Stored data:
###

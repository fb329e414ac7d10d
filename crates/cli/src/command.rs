//! Shell command parsing

use std::str::FromStr;

use thiserror::Error;

#[derive(Debug, Clone, PartialEq, Eq)]
pub enum Command {
    /// Navigate to a path
    Go(String),
    Search(String),
    Delete(u64),
    Title(String),
    Done,
    Undone,
    Save,
    Reload,
    Help,
    Quit,
    /// Blank line; re-render
    Empty,
}

#[derive(Debug, Error, PartialEq, Eq)]
pub enum ParseError {
    #[error("Unknown command: {0}")]
    Unknown(String),

    #[error("'{command}' needs {what}")]
    MissingArgument {
        command: &'static str,
        what: &'static str,
    },

    #[error("Invalid task id: {0}")]
    InvalidId(String),
}

impl FromStr for Command {
    type Err = ParseError;

    fn from_str(line: &str) -> Result<Self, Self::Err> {
        let line = line.trim();
        if line.is_empty() {
            return Ok(Self::Empty);
        }
        if line.starts_with('/') {
            return Ok(Self::Go(line.to_string()));
        }

        let (word, rest) = match line.split_once(char::is_whitespace) {
            Some((word, rest)) => (word, rest.trim()),
            None => (line, ""),
        };

        match word.to_lowercase().as_str() {
            "go" | "ir" => {
                if rest.is_empty() {
                    return Err(ParseError::MissingArgument {
                        command: "go",
                        what: "a path",
                    });
                }
                Ok(Self::Go(rest.to_string()))
            }
            // An empty term clears the filter
            "search" | "buscar" => Ok(Self::Search(rest.to_string())),
            "delete" | "eliminar" => {
                if rest.is_empty() {
                    return Err(ParseError::MissingArgument {
                        command: "delete",
                        what: "a task id",
                    });
                }
                rest.parse()
                    .map(Self::Delete)
                    .map_err(|_| ParseError::InvalidId(rest.to_string()))
            }
            "title" | "titulo" => Ok(Self::Title(rest.to_string())),
            "done" => Ok(Self::Done),
            "undone" => Ok(Self::Undone),
            "save" | "guardar" => Ok(Self::Save),
            "reload" => Ok(Self::Reload),
            "help" | "?" => Ok(Self::Help),
            "quit" | "exit" | "salir" => Ok(Self::Quit),
            _ => Err(ParseError::Unknown(word.to_string())),
        }
    }
}

pub const HELP: &str = "\
Commands:
  <path> | go <path>   navigate (/, /tasks, /tasks/new, /tasks/edit/<id>)
  search <term>        filter the task list by title (empty clears)
  delete <id>          delete a listed task
  title <text>         set the title in the task form
  done | undone        set the completion flag in the task form
  save                 submit the task form
  reload               fetch the current view again
  help                 show this help
  quit                 leave
";
//! Terminal front end for the task manager
//!
//! Navigate between the home screen, the task list and the task form
//! exactly as the paths `/`, `/tasks`, `/tasks/new` and `/tasks/edit/:id`.

mod command;
mod shell;

use std::sync::Arc;

use anyhow::Context;
use clap::Parser;
use tracing_subscriber::{layer::SubscriberExt, util::SubscriberInitExt};

use tm_core::app::App;
use tm_core::config::{ServiceConfig, API_URL_ENV};
use tm_core::task::HttpTaskService;

use crate::shell::Prompt;

/// Task-list manager for a remote todo API
#[derive(Parser, Debug)]
#[command(name = "task-manager")]
#[command(version)]
struct Cli {
    /// Path to open first
    #[arg(default_value = "/")]
    path: String,

    /// Todo collection endpoint
    #[arg(long, env = API_URL_ENV)]
    api_url: Option<String>,

    /// Answer yes to every confirmation
    #[arg(short, long, default_value_t = false)]
    yes: bool,
}

#[tokio::main]
async fn main() -> anyhow::Result<()> {
    // Logs go to stderr; stdout is for rendered views
    tracing_subscriber::registry()
        .with(
            tracing_subscriber::EnvFilter::try_from_default_env()
                .unwrap_or_else(|_| "task_manager=info,tm_core=info".into()),
        )
        .with(tracing_subscriber::fmt::layer().with_writer(std::io::stderr))
        .init();

    let cli = Cli::parse();

    let config = match cli.api_url {
        Some(url) => ServiceConfig::new(url),
        None => ServiceConfig::from_env(),
    }
    .context("Invalid API URL")?;

    tracing::info!("Using task API at {}", config.base_url);

    let service = Arc::new(HttpTaskService::new(config));
    let mut app = App::new(service);
    app.navigate(&cli.path).await;

    let mut prompt = Prompt::stdin(cli.yes);
    shell::run(&mut app, &mut prompt).await
}
//! Client-side routing
//!
//! An ordered list of (pattern, handler) pairs. The first pattern that
//! matches and whose handler accepts the parameters wins; everything else
//! goes to the fallback.

use std::collections::HashMap;
use std::fmt;

use crate::view::FormMode;

/// Route paths as constants
pub mod paths {
    pub const HOME: &str = "/";
    pub const TASKS: &str = "/tasks";
    pub const NEW_TASK: &str = "/tasks/new";
    pub const EDIT_TASK: &str = "/tasks/edit/:id";

    /// Concrete edit path for a task
    pub fn edit_task(id: u64) -> String {
        format!("/tasks/edit/{}", id)
    }
}

/// Split a path into its non-empty segments, dropping query and fragment
pub fn normalize(path: &str) -> Vec<&str> {
    let end = path.find(['?', '#']).unwrap_or(path.len());
    path[..end].split('/').filter(|s| !s.is_empty()).collect()
}

#[derive(Debug, Clone, PartialEq, Eq)]
enum Segment {
    Static(String),
    Param(String),
}

/// A parsed route pattern such as `/tasks/edit/:id`
#[derive(Debug, Clone, PartialEq, Eq)]
pub struct Pattern {
    raw: String,
    segments: Vec<Segment>,
}

impl Pattern {
    pub fn parse(raw: &str) -> Self {
        let segments = normalize(raw)
            .into_iter()
            .map(|s| match s.strip_prefix(':') {
                Some(name) => Segment::Param(name.to_string()),
                None => Segment::Static(s.to_string()),
            })
            .collect();

        Self {
            raw: raw.to_string(),
            segments,
        }
    }

    pub fn as_str(&self) -> &str {
        &self.raw
    }

    /// Captured parameters if every segment matches
    pub fn matches(&self, segments: &[&str]) -> Option<RouteParams> {
        if segments.len() != self.segments.len() {
            return None;
        }

        let mut params = RouteParams::default();
        for (pattern, actual) in self.segments.iter().zip(segments) {
            match pattern {
                Segment::Static(expected) if expected == actual => {}
                Segment::Static(_) => return None,
                Segment::Param(name) => {
                    params.0.insert(name.clone(), (*actual).to_string());
                }
            }
        }
        Some(params)
    }
}

/// Path parameters captured by a pattern
#[derive(Debug, Clone, Default, PartialEq, Eq)]
pub struct RouteParams(HashMap<String, String>);

impl RouteParams {
    pub fn get(&self, name: &str) -> Option<&str> {
        self.0.get(name).map(String::as_str)
    }

    pub fn get_u64(&self, name: &str) -> Option<u64> {
        self.get(name)?.parse().ok()
    }
}

type Handler<T> = Box<dyn Fn(&RouteParams) -> Option<T> + Send + Sync>;

/// First-match-wins route table with a wildcard fallback
pub struct Router<T> {
    routes: Vec<(Pattern, Handler<T>)>,
    fallback: Box<dyn Fn() -> T + Send + Sync>,
}

impl<T> Router<T> {
    pub fn new(fallback: impl Fn() -> T + Send + Sync + 'static) -> Self {
        Self {
            routes: Vec::new(),
            fallback: Box::new(fallback),
        }
    }

    /// Append a route; a handler returning `None` lets matching continue
    pub fn route(
        mut self,
        pattern: &str,
        handler: impl Fn(&RouteParams) -> Option<T> + Send + Sync + 'static,
    ) -> Self {
        self.routes.push((Pattern::parse(pattern), Box::new(handler)));
        self
    }

    pub fn patterns(&self) -> impl Iterator<Item = &str> {
        self.routes.iter().map(|(p, _)| p.as_str())
    }

    pub fn resolve(&self, path: &str) -> T {
        let segments = normalize(path);
        self.routes
            .iter()
            .find_map(|(pattern, handler)| {
                pattern
                    .matches(&segments)
                    .and_then(|params| handler(&params))
            })
            .unwrap_or_else(|| (self.fallback)())
    }
}

/// Screens of the app
#[derive(Debug, Clone, Copy, PartialEq, Eq)]
pub enum Route {
    Home,
    TaskList,
    TaskForm(FormMode),
}

impl fmt::Display for Route {
    fn fmt(&self, f: &mut fmt::Formatter<'_>) -> fmt::Result {
        match self {
            Self::Home => write!(f, "home"),
            Self::TaskList => write!(f, "task list"),
            Self::TaskForm(FormMode::Create) => write!(f, "new task form"),
            Self::TaskForm(FormMode::Edit(id)) => write!(f, "edit form for task {}", id),
        }
    }
}

/// The application's route table
pub fn app_router() -> Router<Route> {
    Router::new(|| Route::Home)
        .route(paths::HOME, |_| Some(Route::Home))
        .route(paths::TASKS, |_| Some(Route::TaskList))
        .route(paths::NEW_TASK, |_| Some(Route::TaskForm(FormMode::Create)))
        .route(paths::EDIT_TASK, |params| {
            params
                .get_u64("id")
                .map(|id| Route::TaskForm(FormMode::Edit(id)))
        })
}

#[cfg(test)]
mod tests {
    use super::*;

    #[test]
    fn test_normalize() {
        assert!(normalize("/").is_empty());
        assert!(normalize("").is_empty());
        assert_eq!(normalize("/tasks/"), vec!["tasks"]);
        assert_eq!(normalize("//tasks//new"), vec!["tasks", "new"]);
        assert_eq!(normalize("/tasks?q=milk#top"), vec!["tasks"]);
    }

    #[test]
    fn test_pattern_captures_params() {
        let pattern = Pattern::parse("/tasks/edit/:id");
        let params = pattern.matches(&["tasks", "edit", "42"]).unwrap();

        assert_eq!(params.get("id"), Some("42"));
        assert_eq!(params.get_u64("id"), Some(42));
        assert!(pattern.matches(&["tasks", "edit"]).is_none());
        assert!(pattern.matches(&["tasks", "view", "42"]).is_none());
    }

    #[test]
    fn test_app_routes() {
        let router = app_router();

        assert_eq!(router.resolve("/"), Route::Home);
        assert_eq!(router.resolve("/tasks"), Route::TaskList);
        assert_eq!(router.resolve("/tasks/new"), Route::TaskForm(FormMode::Create));
        assert_eq!(
            router.resolve("/tasks/edit/7"),
            Route::TaskForm(FormMode::Edit(7))
        );
    }

    #[test]
    fn test_unknown_paths_fall_back_to_home() {
        let router = app_router();

        assert_eq!(router.resolve("/nope"), Route::Home);
        assert_eq!(router.resolve("/tasks/edit"), Route::Home);
        assert_eq!(router.resolve("/tasks/new/extra"), Route::Home);
        assert_eq!(router.resolve("/tasks/edit/abc"), Route::Home);
    }

    #[test]
    fn test_first_match_wins() {
        let router = Router::new(|| "fallback")
            .route("/a/:x", |_| Some("param"))
            .route("/a/b", |_| Some("static"));

        assert_eq!(router.resolve("/a/b"), "param");
        assert_eq!(router.resolve("/c"), "fallback");
    }

    #[test]
    fn test_declining_handler_continues_matching() {
        let router = Router::new(|| 0)
            .route("/n/:v", |p| p.get_u64("v").map(|_| 1))
            .route("/n/:v", |_| Some(2));

        assert_eq!(router.resolve("/n/5"), 1);
        assert_eq!(router.resolve("/n/five"), 2);
    }

    #[test]
    fn test_route_table_order() {
        let router = app_router();
        let patterns: Vec<&str> = router.patterns().collect();
        assert_eq!(
            patterns,
            vec!["/", "/tasks", "/tasks/new", "/tasks/edit/:id"]
        );
    }
}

###

What is needed:
Looking at the records above, how many of their lines carry the string "fallback"? Answer with the number and nothing else.

Written response:
8